Studio/Classroom Space

Studio space can be something that either limits or enhances my lessons. Take, for example, the studio space that I have for my ceramics class. There is a double sink big enough for 4 students at a time, several huge table, 15 pottery wheels, and a slab roller for rolling slabs. This enables me to teach both slab building and throwing pottery. It allows me to let the students all clean up their own mess, without me having to do it afterwards.

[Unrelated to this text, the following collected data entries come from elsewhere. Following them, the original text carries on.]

//! Configuration objects for trawl pipelines.
//!
//! This module contains re-exported configurations that are needed by the
//! pipeline engine.

// Re-exports.
pub use trawl_config::shared::*;
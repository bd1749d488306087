use std::future::Future;

use tokio::task::JoinHandle;
use tracing::{Instrument, info};

use crate::error::{ErrorKind, TrawlResult};
use crate::pipeline::PipelineId;
use crate::source::{Feed, Source};
use crate::trawl_error;
use crate::workers::base::{Worker, WorkerHandle, WorkerType};

/// Handle for monitoring the produce worker.
///
/// [`ProduceWorkerHandle`] enables waiting for the worker that drives the
/// source and surfaces its final result, properly classifying panics that
/// might occur within the worker task.
#[derive(Debug)]
pub struct ProduceWorkerHandle {
    handle: Option<JoinHandle<TrawlResult<()>>>,
}

impl WorkerHandle for ProduceWorkerHandle {
    type Output = ();

    fn wait(mut self) -> impl Future<Output = TrawlResult<()>> + Send {
        async move {
            let Some(handle) = self.handle.take() else {
                return Ok(());
            };

            handle.await.map_err(|err| {
                if err.is_cancelled() {
                    trawl_error!(
                        ErrorKind::ProduceWorkerCancelled,
                        "Produce worker was cancelled",
                        err
                    )
                } else {
                    trawl_error!(ErrorKind::ProduceWorkerPanic, "Produce worker panicked", err)
                }
            })??;

            Ok(())
        }
    }
}

/// Worker that drives a [`Source`] over the bounded item channel.
///
/// The worker consumes the source and feeds its items downstream until the
/// stream is exhausted or the feed stops accepting items. A source error is
/// surfaced through the handle; the channel sender is dropped on every exit
/// path so the scan workers always observe a closed channel.
pub struct ProduceWorker<S: Source> {
    pipeline_id: PipelineId,
    source: S,
    feed: Feed<S::Item>,
}

impl<S: Source> ProduceWorker<S> {
    /// Creates a new produce worker for the given source and feed.
    pub(crate) fn new(pipeline_id: PipelineId, source: S, feed: Feed<S::Item>) -> Self {
        Self {
            pipeline_id,
            source,
            feed,
        }
    }
}

impl<S: Source> Worker<ProduceWorkerHandle> for ProduceWorker<S> {
    type Error = crate::error::TrawlError;

    fn start(self) -> Result<ProduceWorkerHandle, Self::Error> {
        info!("starting produce worker");

        let span = WorkerType::Produce.span(self.pipeline_id);
        let produce_worker = async move {
            self.source.produce(self.feed).await?;

            info!("produce worker completed successfully");

            Ok(())
        }
        .instrument(span.or_current());

        let handle = tokio::spawn(produce_worker);

        Ok(ProduceWorkerHandle {
            handle: Some(handle),
        })
    }
}
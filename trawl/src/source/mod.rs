//! Source stage implementations for the pipeline.
//!
//! A source produces the ordered stream of work items and pushes them onto the
//! bounded item channel through a [`Feed`]. Sources stop producing as soon as the
//! feed stops accepting items, which happens on shutdown or when every scan worker
//! has hung up.

pub mod base;
pub mod file;
pub mod sequence;

pub use base::{Feed, Source};
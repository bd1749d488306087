use std::path::PathBuf;
use std::sync::Once;

use rand::random;
use trawl::config::{BatchConfig, PipelineConfig};
use tracing_subscriber::EnvFilter;

/// Initializes tracing once for the whole test binary.
///
/// Honors `RUST_LOG` when set and defaults to `info` otherwise.
pub fn init_test_tracing() {
    static INIT: Once = Once::new();

    INIT.call_once(|| {
        let filter = EnvFilter::try_from_default_env().unwrap_or_else(|_| EnvFilter::new("info"));

        tracing_subscriber::fmt()
            .with_env_filter(filter)
            .with_test_writer()
            .init();
    });
}

/// Builds a pipeline configuration with a random id for one test run.
pub fn test_config(worker_count: u16, batch_size: usize) -> PipelineConfig {
    PipelineConfig {
        id: random(),
        worker_count,
        queue_capacity: None,
        batch: BatchConfig {
            max_size: batch_size,
        },
    }
}

/// Writes the given lines to a uniquely named file in the temp directory.
pub async fn write_temp_log<S: AsRef<str>>(lines: &[S]) -> PathBuf {
    let path = std::env::temp_dir().join(format!("trawl-test-{}.log", random::<u64>()));
    let contents = lines
        .iter()
        .map(|line| line.as_ref())
        .collect::<Vec<_>>()
        .join("\n");

    tokio::fs::write(&path, contents).await.unwrap();

    path
}
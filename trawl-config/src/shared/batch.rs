use serde::{Deserialize, Serialize};

use crate::shared::ValidationError;

/// Batch grouping configuration for finite, line-oriented sources.
#[derive(Clone, Debug, Serialize, Deserialize)]
#[serde(rename_all = "snake_case")]
pub struct BatchConfig {
    /// Maximum number of lines grouped into one work item.
    #[serde(default = "default_batch_max_size")]
    pub max_size: usize,
}

impl BatchConfig {
    /// Default maximum batch size for line-oriented sources.
    pub const DEFAULT_MAX_SIZE: usize = 100;

    /// Validates batch configuration settings.
    ///
    /// Ensures max_size is non-zero.
    pub fn validate(&self) -> Result<(), ValidationError> {
        if self.max_size == 0 {
            return Err(ValidationError::BatchMaxSizeZero);
        }

        Ok(())
    }
}

impl Default for BatchConfig {
    fn default() -> Self {
        Self {
            max_size: default_batch_max_size(),
        }
    }
}

fn default_batch_max_size() -> usize {
    BatchConfig::DEFAULT_MAX_SIZE
}
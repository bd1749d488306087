//! Background workers that make up a pipeline run.
//!
//! A run consists of one produce worker driving the source, a fixed pool of
//! scan workers applying the transform in parallel, and one reduce worker
//! folding partial results into the final accumulator. All of them communicate
//! exclusively through the bounded item and result channels.

pub mod base;
pub mod pool;
pub mod produce;
pub mod reduce;
pub mod scan;
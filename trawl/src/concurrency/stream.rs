use core::pin::Pin;
use core::task::{Context, Poll};
use futures::Stream;
use pin_project_lite::pin_project;

pin_project! {
    /// A stream adapter that groups items into fixed-size batches.
    ///
    /// This stream collects items from the underlying stream into batches of at most
    /// `max_size`, emitting a partial final batch when the underlying stream ends.
    /// A batch is never emitted early: the adapter holds a partial batch while the
    /// inner stream is pending.
    #[must_use = "streams do nothing unless polled"]
    #[derive(Debug)]
    pub struct BatchStream<B, S: Stream<Item = B>> {
        #[pin]
        stream: S,
        items: Vec<S::Item>,
        max_size: usize,
        inner_stream_ended: bool,
    }
}

impl<B, S: Stream<Item = B>> BatchStream<B, S> {
    /// Creates a new [`BatchStream`] wrapping `stream`.
    ///
    /// `max_size` must be non-zero; configuration validation enforces this
    /// before a source is built.
    pub fn wrap(stream: S, max_size: usize) -> Self {
        debug_assert!(max_size > 0, "batch size must be non-zero");

        BatchStream {
            stream,
            items: Vec::with_capacity(max_size),
            max_size,
            inner_stream_ended: false,
        }
    }
}

impl<B, S: Stream<Item = B>> Stream for BatchStream<B, S> {
    type Item = Vec<S::Item>;

    fn poll_next(self: Pin<&mut Self>, cx: &mut Context<'_>) -> Poll<Option<Self::Item>> {
        let mut this = self.project();

        // Fast path: if the inner stream has already ended, we're done.
        if *this.inner_stream_ended {
            return Poll::Ready(None);
        }

        loop {
            // Pre-allocate batch capacity when starting to collect items, to
            // avoid reallocations during batch collection.
            if this.items.is_empty() {
                this.items.reserve_exact(*this.max_size);
            }

            match this.stream.as_mut().poll_next(cx) {
                Poll::Pending => {
                    // No more items available right now; hold the partial batch
                    // until the inner stream progresses or ends.
                    return Poll::Pending;
                }
                Poll::Ready(Some(item)) => {
                    this.items.push(item);

                    // If the batch is full, emit immediately.
                    if this.items.len() >= *this.max_size {
                        return Poll::Ready(Some(std::mem::take(this.items)));
                    }
                    // Continue the loop to collect more items.
                }
                Poll::Ready(None) => {
                    // Underlying stream finished. Return the final partial batch
                    // if we have items, otherwise signal completion.
                    let last = if this.items.is_empty() {
                        None
                    } else {
                        Some(std::mem::take(this.items))
                    };

                    *this.inner_stream_ended = true;

                    return Poll::Ready(last);
                }
            }
        }
    }
}

#[cfg(test)]
mod tests {
    use super::*;
    use core::task::Poll;
    use futures::StreamExt;
    use futures::future::poll_fn;
    use pin_project_lite::pin_project;

    pin_project! {
        struct TwoThenPending {
            emitted: usize,
        }
    }

    impl TwoThenPending {
        fn new() -> Self {
            Self { emitted: 0 }
        }
    }

    impl Stream for TwoThenPending {
        type Item = i32;

        fn poll_next(mut self: Pin<&mut Self>, _cx: &mut Context<'_>) -> Poll<Option<Self::Item>> {
            match self.emitted {
                0 => {
                    self.emitted = 1;
                    Poll::Ready(Some(1))
                }
                1 => {
                    self.emitted = 2;
                    Poll::Ready(Some(2))
                }
                _ => Poll::Pending,
            }
        }
    }

    #[tokio::test]
    async fn emits_full_batches_then_partial_final_batch() {
        let stream = BatchStream::wrap(futures::stream::iter(vec![1, 2, 3, 4, 5]), 2);
        let batches: Vec<Vec<i32>> = stream.collect().await;

        assert_eq!(batches, vec![vec![1, 2], vec![3, 4], vec![5]]);
    }

    #[tokio::test]
    async fn empty_stream_yields_no_batches() {
        let mut stream = BatchStream::wrap(futures::stream::iter(Vec::<i32>::new()), 3);

        assert_eq!(stream.next().await, None);
        // The fast path keeps returning end-of-stream once the inner stream ended.
        assert_eq!(stream.next().await, None);
    }

    #[tokio::test]
    async fn holds_partial_batch_while_inner_stream_is_pending() {
        let mut stream = Box::pin(BatchStream::wrap(TwoThenPending::new(), 3));

        // The inner stream yields 2 items and then suspends; with a batch size
        // of 3 the adapter must hold the partial batch and stay pending.
        poll_fn(|cx| match stream.as_mut().poll_next(cx) {
            Poll::Pending => Poll::Ready(()),
            _ => panic!("expected pending"),
        })
        .await;
    }

    #[tokio::test]
    async fn batch_size_equal_to_stream_length_emits_one_batch() {
        let stream = BatchStream::wrap(futures::stream::iter(vec![1, 2, 3]), 3);
        let batches: Vec<Vec<i32>> = stream.collect().await;

        assert_eq!(batches, vec![vec![1, 2, 3]]);
    }
}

However, a bad studio space or classroom can be extremely limiting. My classroom at P.S. 154 is small and it is also a fully functional kindergarten classroom that is occupied up until exactly 5 minutes before I get there. This is the least ideal situation I have ever had to work in and it presents many problems. Of the many, I don’t have time to set up. Additionally I have to stay afterward and re-stack chairs, move back the tables I’ve moved and sweep. Earlier I talked about the importance of having students clean up their own mess. In my Art Around the World class at P.S. 154 I do have students clean up their materials at the end of the lesson, but I never have them re-organize the room. It is not that I don’t want to make them it is that I already have them involved in setting up the room when they arrive that if I were to also have them re-set everything it would eat up all of our work time. So I stay after and that is that. It is what the space calls for. One positive thing I have discovered is that collabrative drawing are an excellent way to keep my students busy while I set out their materials.